As the site of the Environmental Monitoring of Lake Baikal website reports, even the lake’s spa resorts are being polluted, as pathogenic bacteria has been found in the waste water.

State ecological project

However, there are now reasons to be optimistic about the future: Lake Baikal has now become a major state environmental project. In addition to an already-existing state law on the protection of Lake Baikal, in August 2012 the large-scale “Protection of Lake Baikal and the Socio-economic Development of the Baikal Nature Reserve for 2012-2020” state target program was adopted.

The projects that form part of this program will be funded by the state budget and include some encouraging points. For example, first of all, regulations will be developed to limit pollution levels in towns in the Baikal area and reassess all local sources of lake pollution.
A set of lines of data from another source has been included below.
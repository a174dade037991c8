//! Field-level updates of the report record.
//!
//! Every operation consumes the current record and returns the next one with
//! exactly one slice replaced. None of them can fail: unknown item ids leave
//! the record untouched and text is stored exactly as given.

use uuid::Uuid;

use super::model::*;

const ID_LEN: usize = 9;

fn assign<T>(slot: &mut T, value: Option<T>) {
    if let Some(value) = value {
        *slot = value;
    }
}

/// Generate an id not used by any item of `items`.
pub fn fresh_id<T: Keyed>(items: &[T]) -> String {
    loop {
        let mut candidate = Uuid::new_v4().simple().to_string();
        candidate.truncate(ID_LEN);
        if !items.iter().any(|item| item.id() == candidate) {
            return candidate;
        }
    }
}

fn update_by_id<T, F>(items: Vec<T>, id: &str, apply: F) -> Vec<T>
where
    T: Keyed,
    F: Fn(&mut T),
{
    items
        .into_iter()
        .map(|mut item| {
            if item.id() == id {
                apply(&mut item);
            }
            item
        })
        .collect()
}

fn remove_by_id<T: Keyed>(items: Vec<T>, id: &str) -> Vec<T> {
    items.into_iter().filter(|item| item.id() != id).collect()
}

impl ReportRecord {
    pub fn with_student(mut self, patch: StudentPatch) -> Self {
        let student = &mut self.student;
        assign(&mut student.name, patch.name);
        assign(&mut student.nis, patch.nis);
        assign(&mut student.dob, patch.dob);
        assign(&mut student.parent_name, patch.parent_name);
        assign(&mut student.address, patch.address);
        assign(&mut student.academic_year, patch.academic_year);
        assign(&mut student.semester, patch.semester);
        assign(&mut student.group, patch.group);
        assign(&mut student.photo_url, patch.photo_url);
        self
    }

    pub fn with_photo(mut self, data_url: String) -> Self {
        self.student.photo_url = Some(data_url);
        self
    }

    pub fn with_health(mut self, patch: HealthPatch) -> Self {
        let health = &mut self.health;
        assign(&mut health.weight, patch.weight);
        assign(&mut health.height, patch.height);
        assign(&mut health.head_circumference, patch.head_circumference);
        assign(&mut health.eyes, patch.eyes);
        assign(&mut health.ears, patch.ears);
        assign(&mut health.teeth, patch.teeth);
        self
    }

    pub fn with_attendance(mut self, patch: AttendancePatch) -> Self {
        let attendance = &mut self.attendance;
        assign(&mut attendance.present, patch.present);
        assign(&mut attendance.sick, patch.sick);
        assign(&mut attendance.permission, patch.permission);
        assign(&mut attendance.alpha, patch.alpha);
        self
    }

    pub fn with_signature(mut self, patch: SignaturePatch) -> Self {
        let signature = &mut self.signature;
        assign(&mut signature.principal_name, patch.principal_name);
        assign(&mut signature.teacher_name, patch.teacher_name);
        assign(&mut signature.date, patch.date);
        assign(&mut signature.place, patch.place);
        self
    }

    pub fn with_narrative(mut self, narrative: String) -> Self {
        self.narrative = narrative;
        self
    }

    pub fn with_teacher_note(mut self, note: String) -> Self {
        self.teacher_note = note;
        self
    }

    pub fn with_texts(self, patch: TextsPatch) -> Self {
        let mut next = self;
        if let Some(narrative) = patch.narrative {
            next = next.with_narrative(narrative);
        }
        if let Some(note) = patch.teacher_note {
            next = next.with_teacher_note(note);
        }
        next
    }

    pub fn update_development_item(mut self, id: &str, patch: DevelopmentItemPatch) -> Self {
        self.development_items = update_by_id(self.development_items, id, |item| {
            assign(&mut item.scope, patch.scope.clone());
            assign(&mut item.description, patch.description.clone());
            assign(&mut item.level, patch.level);
        });
        self
    }

    pub fn update_character_item(mut self, id: &str, patch: CharacterItemPatch) -> Self {
        self.character_items = update_by_id(self.character_items, id, |item| {
            assign(&mut item.aspect, patch.aspect.clone());
            assign(&mut item.score, patch.score);
        });
        self
    }

    /// Append an empty daily activity row; returns the new record and the row id.
    pub fn add_daily_activity(mut self) -> (Self, String) {
        let id = fresh_id(&self.daily_activities);
        self.daily_activities.push(DailyActivity {
            id: id.clone(),
            activity: String::new(),
            indicator: String::new(),
            grade: Grade::default(),
            note: String::new(),
        });
        (self, id)
    }

    pub fn remove_daily_activity(mut self, id: &str) -> Self {
        self.daily_activities = remove_by_id(self.daily_activities, id);
        self
    }

    pub fn update_daily_activity(mut self, id: &str, patch: DailyActivityPatch) -> Self {
        self.daily_activities = update_by_id(self.daily_activities, id, |item| {
            assign(&mut item.activity, patch.activity.clone());
            assign(&mut item.indicator, patch.indicator.clone());
            assign(&mut item.grade, patch.grade);
            assign(&mut item.note, patch.note.clone());
        });
        self
    }

    pub fn add_extracurricular(mut self) -> (Self, String) {
        let id = fresh_id(&self.extracurriculars);
        self.extracurriculars.push(Extracurricular {
            id: id.clone(),
            name: String::new(),
            grade: Grade::default().letter().to_string(),
            note: String::new(),
        });
        (self, id)
    }

    pub fn remove_extracurricular(mut self, id: &str) -> Self {
        self.extracurriculars = remove_by_id(self.extracurriculars, id);
        self
    }

    pub fn update_extracurricular(mut self, id: &str, patch: ExtracurricularPatch) -> Self {
        self.extracurriculars = update_by_id(self.extracurriculars, id, |item| {
            assign(&mut item.name, patch.name.clone());
            assign(&mut item.grade, patch.grade.clone());
            assign(&mut item.note, patch.note.clone());
        });
        self
    }
}

#[cfg(test)]
mod tests {
    use super::*;
    use crate::report::template::initial_record;

    #[test]
    fn test_fresh_id_is_unused() {
        let record = initial_record();
        let id = fresh_id(&record.daily_activities);
        assert_eq!(id.len(), ID_LEN);
        assert!(record.daily_activities.iter().all(|d| d.id != id));
    }

    #[test]
    fn test_update_by_id_touches_every_match() {
        let mut record = initial_record();
        record.daily_activities[1].id = "d1".to_string();
        let record = record.update_daily_activity(
            "d1",
            DailyActivityPatch {
                note: Some("Sama".to_string()),
                ..Default::default()
            },
        );
        assert!(record.daily_activities.iter().all(|d| d.note == "Sama"));
    }

    #[test]
    fn test_with_texts_keeps_unset_text() {
        let record = initial_record()
            .with_teacher_note("Tetap".to_string())
            .with_texts(TextsPatch {
                narrative: Some("Baru".to_string()),
                teacher_note: None,
            });
        assert_eq!(record.narrative, "Baru");
        assert_eq!(record.teacher_note, "Tetap");
    }

    #[test]
    fn test_null_photo_clears_and_absent_keeps() {
        let record = initial_record().with_photo("data:image/png;base64,AA==".to_string());

        let patch: StudentPatch = serde_json::from_str(r#"{"name": "Siti"}"#).unwrap();
        let kept = record.clone().with_student(patch);
        assert_eq!(kept.student.photo_url.as_deref(), Some("data:image/png;base64,AA=="));

        let patch: StudentPatch = serde_json::from_str(r#"{"photoUrl": null}"#).unwrap();
        let cleared = record.with_student(patch);
        assert!(cleared.student.photo_url.is_none());
    }
}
Under the state program, the surrounding regions of Irkutsk, Buryatia and Zabaikalye will be allocated 634 million rubles ($16.5 million) in 2014 alone. Buryatia will use its 289 million allocated rubles ($7.5 million) to build a sewage treatment plant in Kyakhta, on the Mongolian border, a sewer conduit in the village of Petropavlovsk, and a solid waste landfill in the village of Zaigrayevo. In the Irkutsk region, repairs on the sewage treatment plant on the Angara River will be undertaken and a sewer plant will be built in Shelekhov, near Irkutsk.

Moreover, by 2020, there are plans to build six plants for industrial waste processing, which will help to rehabilitate about 80 percent of the contaminated areas. The results of environmental monitoring will be available on the website baikalake.ru.